By default, this is disabled, but you can enable it with an addition to your web.config:
<system.serviceModel>
...
<serviceHostingEnvironment aspNetCompatibilityEnabled="true" />
...
</system.serviceModel>
This will enable compatibility mode for all your services in your application. You can also enable this on a service by service basis by setting the web.config value and also using the AspNetCompatibilityRequirements attribute on your service class not the interface):
[AspNetCompatibilityRequirements(RequirementsMode = AspNetCompatibilityRequirementsMode.Required)]
public class FooService: IFooService {
}
When you enable this setting, you have access to HttpContext.Current (like an ASP.NET page) and it will also enforce that a user must be authenticated before accessing the .svc file (just like you have to be authenticated before accessing any .aspx file). If you try to access a .svc file without being authenticated, and you're using forms authentication, the caller will be redirected to the default login page and, after successful authentication, will be redirected to the .svc file.

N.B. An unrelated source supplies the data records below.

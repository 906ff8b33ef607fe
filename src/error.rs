//! Error types for teddy-progress.
//!
//! The crate uses a hierarchical error system:
//! - `ProgressError` is the top-level error returned by all public APIs
//! - Specific error types (`StorageError`, `ValidationError`) provide detail
//!
//! Most gamification failures are recovered locally (malformed state decodes
//! to defaults, unparsable dates break the streak). The errors below are the
//! ones a caller can actually observe: bad input, bad configuration, and
//! storage failures from the explicit `Result`-returning operations.
//!
//! # Error Handling Pattern
//! ```rust,ignore
//! use teddy_progress::{ProgressDB, Config, Result};
//!
//! fn example() -> Result<()> {
//!     let db = ProgressDB::open("./progress.db", Config::default())?;
//!     // ... operations that may fail ...
//!     db.close()?;
//!     Ok(())
//! }
//! ```

use thiserror::Error;

/// Result type alias for teddy-progress operations.
pub type Result<T> = std::result::Result<T, ProgressError>;

/// Top-level error enum for all teddy-progress operations.
///
/// This is the only error type returned by public APIs.
/// Use pattern matching to handle specific error cases.
#[derive(Debug, Error)]
pub enum ProgressError {
    /// Storage layer error (I/O, corruption, transactions).
    #[error("Storage error: {0}")]
    Storage(#[from] StorageError),

    /// Input validation error.
    #[error("Validation error: {0}")]
    Validation(#[from] ValidationError),

    /// Configuration error.
    #[error("Configuration error: {reason}")]
    Config {
        /// Description of what's wrong with the configuration.
        reason: String,
    },

    /// Requested entity not found.
    #[error("{0}")]
    NotFound(#[from] NotFoundError),

    /// General I/O error.
    #[error("I/O error: {0}")]
    Io(#[from] std::io::Error),
}

impl ProgressError {
    /// Creates a configuration error with the given reason.
    pub fn config(reason: impl Into<String>) -> Self {
        Self::Config {
            reason: reason.into(),
        }
    }

    /// Returns true if this is a "not found" error.
    pub fn is_not_found(&self) -> bool {
        matches!(self, Self::NotFound(_))
    }

    /// Returns true if this is a validation error.
    pub fn is_validation(&self) -> bool {
        matches!(self, Self::Validation(_))
    }

    /// Returns true if this is a storage error.
    pub fn is_storage(&self) -> bool {
        matches!(self, Self::Storage(_))
    }
}

/// Storage-related errors.
///
/// These errors indicate problems with the underlying storage layer.
#[derive(Debug, Error)]
pub enum StorageError {
    /// Database file or data is corrupted.
    #[error("Database corrupted: {0}")]
    Corrupted(String),

    /// Database is locked by another process.
    #[error("Database is locked by another writer")]
    DatabaseLocked,

    /// Transaction failed (commit, rollback, etc.).
    #[error("Transaction failed: {0}")]
    Transaction(String),

    /// Serialization/deserialization error.
    #[error("Serialization error: {0}")]
    Serialization(String),

    /// Error from the redb storage engine.
    #[error("Storage engine error: {0}")]
    Redb(String),

    /// Advisory lock on a per-user file could not be taken or released.
    #[error("File lock failed: {0}")]
    Lock(String),

    /// Database schema version doesn't match expected version.
    #[error("Schema version mismatch: expected {expected}, found {found}")]
    SchemaVersionMismatch {
        /// Expected schema version.
        expected: u32,
        /// Actual schema version found in database.
        found: u32,
    },

    /// Table not found in database.
    #[error("Table not found: {0}")]
    TableNotFound(String),
}

impl StorageError {
    /// Creates a corruption error with the given message.
    pub fn corrupted(msg: impl Into<String>) -> Self {
        Self::Corrupted(msg.into())
    }

    /// Creates a transaction error with the given message.
    pub fn transaction(msg: impl Into<String>) -> Self {
        Self::Transaction(msg.into())
    }

    /// Creates a serialization error with the given message.
    pub fn serialization(msg: impl Into<String>) -> Self {
        Self::Serialization(msg.into())
    }

    /// Creates a redb error with the given message.
    pub fn redb(msg: impl Into<String>) -> Self {
        Self::Redb(msg.into())
    }

    /// Creates a file lock error with the given message.
    pub fn lock(msg: impl Into<String>) -> Self {
        Self::Lock(msg.into())
    }
}

// Conversions from redb error types
impl From<redb::Error> for StorageError {
    fn from(err: redb::Error) -> Self {
        StorageError::Redb(err.to_string())
    }
}

impl From<redb::DatabaseError> for StorageError {
    fn from(err: redb::DatabaseError) -> Self {
        StorageError::Redb(err.to_string())
    }
}

impl From<redb::TransactionError> for StorageError {
    fn from(err: redb::TransactionError) -> Self {
        StorageError::Transaction(err.to_string())
    }
}

impl From<redb::CommitError> for StorageError {
    fn from(err: redb::CommitError) -> Self {
        StorageError::Transaction(format!("Commit failed: {}", err))
    }
}

impl From<redb::TableError> for StorageError {
    fn from(err: redb::TableError) -> Self {
        StorageError::Redb(format!("Table error: {}", err))
    }
}

impl From<redb::StorageError> for StorageError {
    fn from(err: redb::StorageError) -> Self {
        StorageError::Redb(format!("Storage error: {}", err))
    }
}

impl From<bincode::Error> for StorageError {
    fn from(err: bincode::Error) -> Self {
        StorageError::Serialization(err.to_string())
    }
}

impl From<serde_json::Error> for StorageError {
    fn from(err: serde_json::Error) -> Self {
        StorageError::Serialization(err.to_string())
    }
}

// Also allow direct conversion to ProgressError for convenience
impl From<redb::Error> for ProgressError {
    fn from(err: redb::Error) -> Self {
        ProgressError::Storage(StorageError::from(err))
    }
}

impl From<redb::DatabaseError> for ProgressError {
    fn from(err: redb::DatabaseError) -> Self {
        ProgressError::Storage(StorageError::from(err))
    }
}

impl From<redb::TransactionError> for ProgressError {
    fn from(err: redb::TransactionError) -> Self {
        ProgressError::Storage(StorageError::from(err))
    }
}

impl From<redb::CommitError> for ProgressError {
    fn from(err: redb::CommitError) -> Self {
        ProgressError::Storage(StorageError::from(err))
    }
}

impl From<redb::TableError> for ProgressError {
    fn from(err: redb::TableError) -> Self {
        ProgressError::Storage(StorageError::from(err))
    }
}

impl From<redb::StorageError> for ProgressError {
    fn from(err: redb::StorageError) -> Self {
        ProgressError::Storage(StorageError::from(err))
    }
}

impl From<bincode::Error> for ProgressError {
    fn from(err: bincode::Error) -> Self {
        ProgressError::Storage(StorageError::from(err))
    }
}

impl From<serde_json::Error> for ProgressError {
    fn from(err: serde_json::Error) -> Self {
        ProgressError::Storage(StorageError::from(err))
    }
}

/// Validation errors for input data.
///
/// These errors indicate problems with data provided by the caller.
#[derive(Debug, Error)]
pub enum ValidationError {
    /// A field has an invalid value.
    #[error("Invalid field '{field}': {reason}")]
    InvalidField {
        /// Name of the invalid field.
        field: String,
        /// Why the value is invalid.
        reason: String,
    },

    /// Content exceeds maximum allowed size.
    #[error("Content too large: {size} bytes (max: {max} bytes)")]
    ContentTooLarge {
        /// Actual content size in bytes.
        size: usize,
        /// Maximum allowed size in bytes.
        max: usize,
    },

    /// A required field is missing or empty.
    #[error("Required field missing: {field}")]
    RequiredField {
        /// Name of the missing field.
        field: String,
    },
}

impl ValidationError {
    /// Creates an invalid field error.
    pub fn invalid_field(field: impl Into<String>, reason: impl Into<String>) -> Self {
        Self::InvalidField {
            field: field.into(),
            reason: reason.into(),
        }
    }

    /// Creates a content too large error.
    pub fn content_too_large(size: usize, max: usize) -> Self {
        Self::ContentTooLarge { size, max }
    }

    /// Creates a required field error.
    pub fn required_field(field: impl Into<String>) -> Self {
        Self::RequiredField {
            field: field.into(),
        }
    }
}

/// Not found errors for specific entity types.
#[derive(Debug, Error)]
pub enum NotFoundError {
    /// Badge with given identifier is not in the static badge table.
    #[error("Badge not found: {0}")]
    Badge(String),

    /// Level number outside the static level table.
    #[error("Level not found: {0}")]
    Level(String),
}

impl NotFoundError {
    /// Creates a badge not found error.
    pub fn badge(id: impl ToString) -> Self {
        Self::Badge(id.to_string())
    }

    /// Creates a level not found error.
    pub fn level(number: impl ToString) -> Self {
        Self::Level(number.to_string())
    }
}

#[cfg(test)]
mod tests {
    use super::*;

    #[test]
    fn test_error_display() {
        let err = ProgressError::config("history limit must be positive");
        assert_eq!(
            err.to_string(),
            "Configuration error: history limit must be positive"
        );
    }

    #[test]
    fn test_storage_error_display() {
        let err = StorageError::SchemaVersionMismatch {
            expected: 2,
            found: 1,
        };
        assert_eq!(
            err.to_string(),
            "Schema version mismatch: expected 2, found 1"
        );
    }

    #[test]
    fn test_validation_error_display() {
        let err = ValidationError::invalid_field("amount", "must be greater than 0");
        assert_eq!(
            err.to_string(),
            "Invalid field 'amount': must be greater than 0"
        );
    }

    #[test]
    fn test_not_found_error_display() {
        let err = NotFoundError::badge("streak_99");
        assert_eq!(err.to_string(), "Badge not found: streak_99");
    }

    #[test]
    fn test_is_not_found() {
        let err: ProgressError = NotFoundError::badge("nope").into();
        assert!(err.is_not_found());
        assert!(!err.is_validation());
    }

    #[test]
    fn test_is_validation() {
        let err: ProgressError = ValidationError::required_field("user_id").into();
        assert!(err.is_validation());
        assert!(!err.is_not_found());
    }

    #[test]
    fn test_json_error_is_storage() {
        let json_err = serde_json::from_str::<u32>("not json").unwrap_err();
        let err: ProgressError = json_err.into();
        assert!(err.is_storage());
        assert!(err.to_string().starts_with("Storage error: Serialization error"));
    }

    #[test]
    fn test_error_conversion_chain() {
        fn inner() -> Result<()> {
            Err(StorageError::corrupted("test corruption"))?
        }

        let result = inner();
        assert!(result.is_err());
        assert!(result.unwrap_err().is_storage());
    }
}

This suggestion makes a few assumptions:
your services are in an ASP.NET application;
you're using some type of ASP.NET authentication (like forms authentication) to validate users' credentials and persist a validation ticket in a cookie;
This suggestion, while maybe not the most secure or robust, is probably the simplest to at least get up and running and secure your site to a reasonable degree.
Here's a good MSDN library intro article on ASP.NET compatibility mode.
If this works, perhaps the next step is to look into something like HMAC authentication (which involves a bit more work and the coordination of secret keys - but it's definitely more secure IMHO). Here's a nice walk-through of implementing it - http://blogs.microsoft.co.il/blogs/itai/archive/2009/02/22/how-to-implement-hmac-authentication-on-a-restful-wcf-service.aspx
I hope this helps. Good luck!!
I'm not sure if this will help but I placed a layer between my WCF and webapp. I'd make an AJAX servicereference call to a local asmx. This came under the protection of the forms authentication ticket. The asmx would then do any further security checks (if that specific user making the call was allowed to request that data or shape the data based on the user) and then forward the call on to my WCF service.
This way my service layer did not need to know about the users for each app accessing it and only had a concern for delivery of requested data.
The asmx webservice took the responsibility of security.
Then I made the WCF hosted in IIS using WAS and only allowed Windows Auth access for the identity that the webapp app pool was running as.
So:
ASPX -> ASMX WebService -> WCF
I think that would give you the control/separation and security you are asking for?
for WCF web http service The only way to secure a Web endpoint is to expose it through HTTPS, using transport security. When using message-based security, security information is usually placed in SOAP headers and because the messages sent to non-SOAP endpoints contain no SOAP envelope, there is nowhere to place the security information and you must rely on transport security.